The Women's 400 metres Hurdles at the 1988 Summer Olympics in Seoul, South Korea had an entry list of 35 competitors, with five qualifying heats and two semifinals (16) before the final (8) took place on Wednesday September 28, 1988.

In 1987, the former world record holder Sabine Busch of the GDR, improved her best to 53.24 seconds, before going on to win the World Championship title in Rome in 53.62 secs, with Debbie Flintoff-King of Australia second, GDR team-mate Cornelia Ullrich third, and Jamaica's Sandra Farmer fourth. Both Ullrich and Farmer, who was now competing for the USA as Sandra Farmer-Patrick, failed to make it to Seoul. Farmer-Patrick was disqualified in her semifinal at the US Olympic trials for a lane infringement, while Ullrich missed out on a spot on the GDR Olympic team to Ellen Fiedler and Susanne Losch.

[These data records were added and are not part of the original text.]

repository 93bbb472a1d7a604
use std::collections::HashMap;

use thiserror::Error;
use z3::ast::{Bool, Int, Real};
use z3::SatResult as Z3SatResult;

use crate::solver::{SatResult, SmtSolver};
use crate::sorts::SmtSort;
use crate::terms::SmtTerm;

#[derive(Debug, Error)]
pub enum Z3Error {
    #[error("Z3 error: {0}")]
    Internal(String),
    #[error("Unknown variable: {0}")]
    UnknownVariable(String),
    #[error("Sort mismatch: {0}")]
    SortMismatch(String),
}

pub struct Z3Solver {
    solver: z3::Solver,
    vars: HashMap<String, Z3Term>,
    params: Option<z3::Params>,
}

impl Z3Solver {
    pub fn new() -> Self {
        Self {
            solver: z3::Solver::new(),
            vars: HashMap::new(),
            params: None,
        }
    }

    /// A solver that answers `unknown` once a single check exceeds the
    /// timeout. Zero disables the timeout.
    pub fn with_timeout_secs(timeout_secs: u64) -> Self {
        if timeout_secs == 0 {
            return Self::new();
        }
        let solver = z3::Solver::new();
        let mut params = z3::Params::new();
        let timeout_ms = timeout_secs.saturating_mul(1000).min(u64::from(u32::MAX));
        params.set_u32("timeout", timeout_ms as u32);
        solver.set_params(&params);
        Self {
            solver,
            vars: HashMap::new(),
            params: Some(params),
        }
    }

    fn translate_term(&self, term: &SmtTerm) -> Result<Z3Term, Z3Error> {
        match term {
            SmtTerm::Var(name) => self
                .vars
                .get(name)
                .cloned()
                .ok_or_else(|| Z3Error::UnknownVariable(name.clone())),
            SmtTerm::IntLit(n) => Ok(Z3Term::Int(Int::from_i64(*n))),
            SmtTerm::BoolLit(b) => Ok(Z3Term::Bool(Bool::from_bool(*b))),
            SmtTerm::Add(lhs, rhs) => match self.numeric_pair(lhs, rhs, "+")? {
                NumPair::Int(l, r) => Ok(Z3Term::Int(&l + &r)),
                NumPair::Real(l, r) => Ok(Z3Term::Real(&l + &r)),
            },
            SmtTerm::Mul(lhs, rhs) => match self.numeric_pair(lhs, rhs, "*")? {
                NumPair::Int(l, r) => Ok(Z3Term::Int(&l * &r)),
                NumPair::Real(l, r) => Ok(Z3Term::Real(&l * &r)),
            },
            SmtTerm::Eq(lhs, rhs) => {
                let l = self.translate_term(lhs)?;
                let r = self.translate_term(rhs)?;
                match (l, r) {
                    (Z3Term::Bool(lb), Z3Term::Bool(rb)) => Ok(Z3Term::Bool(lb.eq(&rb))),
                    (l, r) => match promote(l, r, "=")? {
                        NumPair::Int(li, ri) => Ok(Z3Term::Bool(li.eq(&ri))),
                        NumPair::Real(lr, rr) => Ok(Z3Term::Bool(lr.eq(&rr))),
                    },
                }
            }
            SmtTerm::Lt(lhs, rhs) => match self.numeric_pair(lhs, rhs, "<")? {
                NumPair::Int(l, r) => Ok(Z3Term::Bool(l.lt(&r))),
                NumPair::Real(l, r) => Ok(Z3Term::Bool(l.lt(&r))),
            },
            SmtTerm::Le(lhs, rhs) => match self.numeric_pair(lhs, rhs, "<=")? {
                NumPair::Int(l, r) => Ok(Z3Term::Bool(l.le(&r))),
                NumPair::Real(l, r) => Ok(Z3Term::Bool(l.le(&r))),
            },
            SmtTerm::Gt(lhs, rhs) => match self.numeric_pair(lhs, rhs, ">")? {
                NumPair::Int(l, r) => Ok(Z3Term::Bool(l.gt(&r))),
                NumPair::Real(l, r) => Ok(Z3Term::Bool(l.gt(&r))),
            },
            SmtTerm::Ge(lhs, rhs) => match self.numeric_pair(lhs, rhs, ">=")? {
                NumPair::Int(l, r) => Ok(Z3Term::Bool(l.ge(&r))),
                NumPair::Real(l, r) => Ok(Z3Term::Bool(l.ge(&r))),
            },
            SmtTerm::And(terms) => {
                let bools = self.translate_bools(terms)?;
                let refs: Vec<&Bool> = bools.iter().collect();
                Ok(Z3Term::Bool(Bool::and(&refs)))
            }
            SmtTerm::Or(terms) => {
                let bools = self.translate_bools(terms)?;
                let refs: Vec<&Bool> = bools.iter().collect();
                Ok(Z3Term::Bool(Bool::or(&refs)))
            }
            SmtTerm::Not(inner) => {
                let b = self.translate_term(inner)?.into_bool()?;
                Ok(Z3Term::Bool(b.not()))
            }
        }
    }

    fn translate_bools(&self, terms: &[SmtTerm]) -> Result<Vec<Bool>, Z3Error> {
        terms
            .iter()
            .map(|t| self.translate_term(t).and_then(Z3Term::into_bool))
            .collect()
    }

    fn numeric_pair(&self, lhs: &SmtTerm, rhs: &SmtTerm, op: &str) -> Result<NumPair, Z3Error> {
        let l = self.translate_term(lhs)?;
        let r = self.translate_term(rhs)?;
        promote(l, r, op)
    }
}

#[derive(Clone)]
enum Z3Term {
    Int(Int),
    Real(Real),
    Bool(Bool),
}

impl Z3Term {
    fn into_bool(self) -> Result<Bool, Z3Error> {
        match self {
            Z3Term::Bool(b) => Ok(b),
            _ => Err(Z3Error::SortMismatch("expected Bool, got a number".into())),
        }
    }
}

enum NumPair {
    Int(Int, Int),
    Real(Real, Real),
}

/// Brings two numeric operands to a common sort, converting integers to
/// reals when the other side is real.
fn promote(l: Z3Term, r: Z3Term, op: &str) -> Result<NumPair, Z3Error> {
    match (l, r) {
        (Z3Term::Int(l), Z3Term::Int(r)) => Ok(NumPair::Int(l, r)),
        (Z3Term::Real(l), Z3Term::Real(r)) => Ok(NumPair::Real(l, r)),
        (Z3Term::Int(l), Z3Term::Real(r)) => Ok(NumPair::Real(l.to_real(), r)),
        (Z3Term::Real(l), Z3Term::Int(r)) => Ok(NumPair::Real(l, r.to_real())),
        _ => Err(Z3Error::SortMismatch(format!(
            "operator '{op}' expects numeric operands"
        ))),
    }
}

impl Default for Z3Solver {
    fn default() -> Self {
        Self::new()
    }
}

impl SmtSolver for Z3Solver {
    type Error = Z3Error;

    fn declare_var(&mut self, name: &str, sort: &SmtSort) -> Result<(), Z3Error> {
        let v = match sort {
            SmtSort::Int => Z3Term::Int(Int::new_const(name)),
            SmtSort::Real => Z3Term::Real(Real::new_const(name)),
            SmtSort::Bool => Z3Term::Bool(Bool::new_const(name)),
        };
        self.vars.insert(name.to_string(), v);
        Ok(())
    }

    fn assert(&mut self, term: &SmtTerm) -> Result<(), Z3Error> {
        let z3_term = self.translate_term(term)?.into_bool()?;
        self.solver.assert(&z3_term);
        Ok(())
    }

    fn push(&mut self) -> Result<(), Z3Error> {
        self.solver.push();
        Ok(())
    }

    fn pop(&mut self) -> Result<(), Z3Error> {
        self.solver.pop(1);
        Ok(())
    }

    fn check_sat(&mut self) -> Result<SatResult, Z3Error> {
        match self.solver.check() {
            Z3SatResult::Sat => Ok(SatResult::Sat),
            Z3SatResult::Unsat => Ok(SatResult::Unsat),
            Z3SatResult::Unknown => {
                let reason = self
                    .solver
                    .get_reason_unknown()
                    .unwrap_or_else(|| "Z3 returned unknown".into());
                Ok(SatResult::Unknown(reason))
            }
        }
    }

    fn reset(&mut self) -> Result<(), Z3Error> {
        self.solver.reset();
        // Z3 may drop per-solver parameters on reset; reapply timeout if configured.
        if let Some(params) = &self.params {
            self.solver.set_params(params);
        }
        self.vars.clear();
        Ok(())
    }
}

In Seoul, Fiedler set a new Olympic record in the heats, running 54.58 secs. Flintoff-King then further improved the Olympic record to 54.00 in the first semifinal, finishing just ahead of the little-known Soviet Tatyana Ledovskaya, who ran 54.01. Fiedler won the second semifinal in 54.28, with world champion Busch fourth. 

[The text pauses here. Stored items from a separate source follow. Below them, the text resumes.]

use std::fs;
use std::process::Command;

use tempfile::TempDir;

const SOUND: &str = r#"{
    "name": "line",
    "places": [{ "id": "i", "tokens": 1 }, { "id": "o", "final": true }],
    "transitions": [{ "id": "t" }],
    "arcs": [{ "from": "i", "to": "t" }, { "from": "t", "to": "o" }]
}"#;

const REPAIRABLE: &str = r#"{
    "name": "chain",
    "variables": [{ "name": "x", "domain": "int", "initial": 0 }],
    "places": [{ "id": "i", "tokens": 1 }, { "id": "p" }, { "id": "o", "final": true }],
    "transitions": [
        { "id": "t1", "guard": "x_w >= 0" },
        { "id": "t2", "guard": "x_r < 3" }
    ],
    "arcs": [
        { "from": "i", "to": "t1" }, { "from": "t1", "to": "p" },
        { "from": "p", "to": "t2" }, { "from": "t2", "to": "o" }
    ]
}"#;

fn write_net(dir: &TempDir, name: &str, json: &str) -> std::path::PathBuf {
    let path = dir.path().join(name);
    fs::write(&path, json).expect("failed to write net");
    path
}

fn dpnsound() -> Command {
    Command::new(env!("CARGO_BIN_EXE_dpnsound"))
}

#[test]
fn check_reports_a_sound_net() {
    let dir = TempDir::new().unwrap();
    let net = write_net(&dir, "line.json", SOUND);
    let output = dpnsound()
        .arg("check")
        .arg(&net)
        .output()
        .expect("failed to execute dpnsound check");
    assert!(output.status.success());
    let stdout = String::from_utf8_lossy(&output.stdout);
    assert!(stdout.starts_with("RESULT: SOUND"), "{stdout}");
}

#[test]
fn check_emits_json_and_signals_unsoundness() {
    let dir = TempDir::new().unwrap();
    let net = write_net(&dir, "chain.json", REPAIRABLE);
    let output = dpnsound()
        .args(["check", "--format", "json", "--policy", "tree"])
        .arg(&net)
        .output()
        .expect("failed to execute dpnsound check");
    assert_eq!(output.status.code(), Some(2));
    let value: serde_json::Value = serde_json::from_slice(&output.stdout).unwrap();
    assert_eq!(value["result"], "unsound");
    assert_eq!(value["outcome"]["state_space"]["policy"], "tree");
}

#[test]
fn repair_writes_the_repaired_net() {
    let dir = TempDir::new().unwrap();
    let net = write_net(&dir, "chain.json", REPAIRABLE);
    let out = dir.path().join("fixed").join("chain.json");
    let output = dpnsound()
        .arg("repair")
        .arg(&net)
        .arg("--out")
        .arg(&out)
        .output()
        .expect("failed to execute dpnsound repair");
    assert!(output.status.success(), "{}", String::from_utf8_lossy(&output.stderr));
    assert!(String::from_utf8_lossy(&output.stdout).starts_with("RESULT: REPAIRED"));

    let check = dpnsound()
        .arg("check")
        .arg(&out)
        .output()
        .expect("failed to execute dpnsound check");
    assert!(check.status.success());
}

#[test]
fn unknown_policy_is_an_error() {
    let dir = TempDir::new().unwrap();
    let net = write_net(&dir, "line.json", SOUND);
    let output = dpnsound()
        .args(["check", "--policy", "graph"])
        .arg(&net)
        .output()
        .expect("failed to execute dpnsound check");
    assert_eq!(output.status.code(), Some(1));
}

#[test]
fn missing_files_are_reported() {
    let dir = TempDir::new().unwrap();
    let output = dpnsound()
        .arg("check")
        .arg(dir.path().join("absent.json"))
        .output()
        .expect("failed to execute dpnsound check");
    assert!(!output.status.success());
    assert!(String::from_utf8_lossy(&output.stderr).contains("absent.json"));
}
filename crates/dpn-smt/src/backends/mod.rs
pub mod smtlib_printer;
pub mod z3_backend;
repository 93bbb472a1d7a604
//! Guard strengthening on nets with unreachable final markings.

mod common;

use common::*;
use dpn_engine::pipeline::{repair_net, verify_net, PipelineOptions};
use dpn_engine::repair::{RepairFailure, RepairVerdict};
use dpn_ir::loader::{load_net, save_net};
use dpn_smt::constraints::ConstraintSolver;

#[test]
fn chain_is_repaired_by_bounding_the_write() {
    let net = guarded_chain("x_w >= 0", "x_r < 3");
    assert!(!verify_net(&net, &PipelineOptions::default()).unwrap().report.sound);

    let report = repair_net(&net, &PipelineOptions::default(), 16).unwrap();
    assert_eq!(report.verdict, RepairVerdict::Repaired);
    assert_eq!(report.changes.len(), 1);
    assert_eq!(report.changes[0].before, "x_w >= 0");

    let mut solver = ConstraintSolver::z3(0);
    let expected = guard(&net, "x_w >= 0 && x_w < 3");
    assert!(solver
        .equivalent(&report.net.transitions[0].guard, &expected)
        .unwrap());
    assert!(verify_net(&report.net, &PipelineOptions::default()).unwrap().report.sound);
}

#[test]
fn repair_is_idempotent_on_sound_nets() {
    let net = guarded_chain("x_w >= 0", "x_r < 3");
    let first = repair_net(&net, &PipelineOptions::default(), 16).unwrap();
    assert!(first.verdict.is_success());

    let second = repair_net(&first.net, &PipelineOptions::default(), 16).unwrap();
    assert_eq!(second.verdict, RepairVerdict::AlreadySound);
    assert_eq!(second.net, first.net);
    assert!(second.changes.is_empty());
}

#[test]
fn repaired_nets_survive_a_json_round_trip() {
    let net = guarded_chain("x_w >= 0", "x_r < 3");
    let report = repair_net(&net, &PipelineOptions::default(), 16).unwrap();
    let reloaded = load_net(&save_net(&report.net).unwrap()).unwrap();
    assert!(verify_net(&reloaded, &PipelineOptions::default()).unwrap().report.sound);
}

#[test]
fn gap_between_guards_is_closed_at_the_request() {
    let mut net = loan();
    net.transitions[1].guard = guard(&net, "amount_r < 100 && ok_w == true");

    let report = repair_net(&net, &PipelineOptions::default(), 16).unwrap();
    assert_eq!(report.verdict, RepairVerdict::Repaired, "{report}");
    assert!(report.changes.iter().all(|c| c.transition == "request"));
    assert!(verify_net(&report.net, &PipelineOptions::default()).unwrap().report.sound);
}

#[test]
fn nets_without_any_way_out_are_not_repairable() {
    let report = repair_net(
        &guarded_chain("x_w > 5", "x_r < 0"),
        &PipelineOptions::default(),
        16,
    )
    .unwrap();
    assert_eq!(
        report.verdict,
        RepairVerdict::Failure {
            reason: RepairFailure::AllRed
        }
    );
    assert!(report.to_string().starts_with("RESULT: REPAIR FAILED"));
}

#[test]
fn reports_serialize_without_the_net() {
    let report = repair_net(&single_step(), &PipelineOptions::default(), 16).unwrap();
    let value = serde_json::to_value(&report).unwrap();
    assert_eq!(value["verdict"]["verdict"], "already_sound");
    assert!(value.get("net").is_none());
}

In the final, Ledovskaya (lane 3) made the fastest start and still held a narrow lead at the eighth hurdle, with Fiedler (lane 6) second, Busch (lane 7) third and Flintoff-King (lane 5) back in fifth. By the tenth hurdle, Ledovskaya still led from Fiedler, with Flintoff-King closing and moving into third ahead of Bush. Flintoff-King continued to close on the run-in and passed Ledovskaya in the final stride, winning in the new Olympic record time of 53.17, to move to second on the world all-time list. Ledovskaya took the silver in 53.18, with Fiedler holding off Busch for the bronze, running 53.63 to Busch's 53.69. With six of the top seven running personal bests, the Seoul final rewrote the all-time list, with fifth-placed Sally Gunnell (54.03) and sixth-placed Gudrun Abt (54.04), moving to number 10 and 11 on the all-time list.

Medalists

Records
These were the standing World and Olympic records (in seconds) prior to the 1988 Summer Olympics.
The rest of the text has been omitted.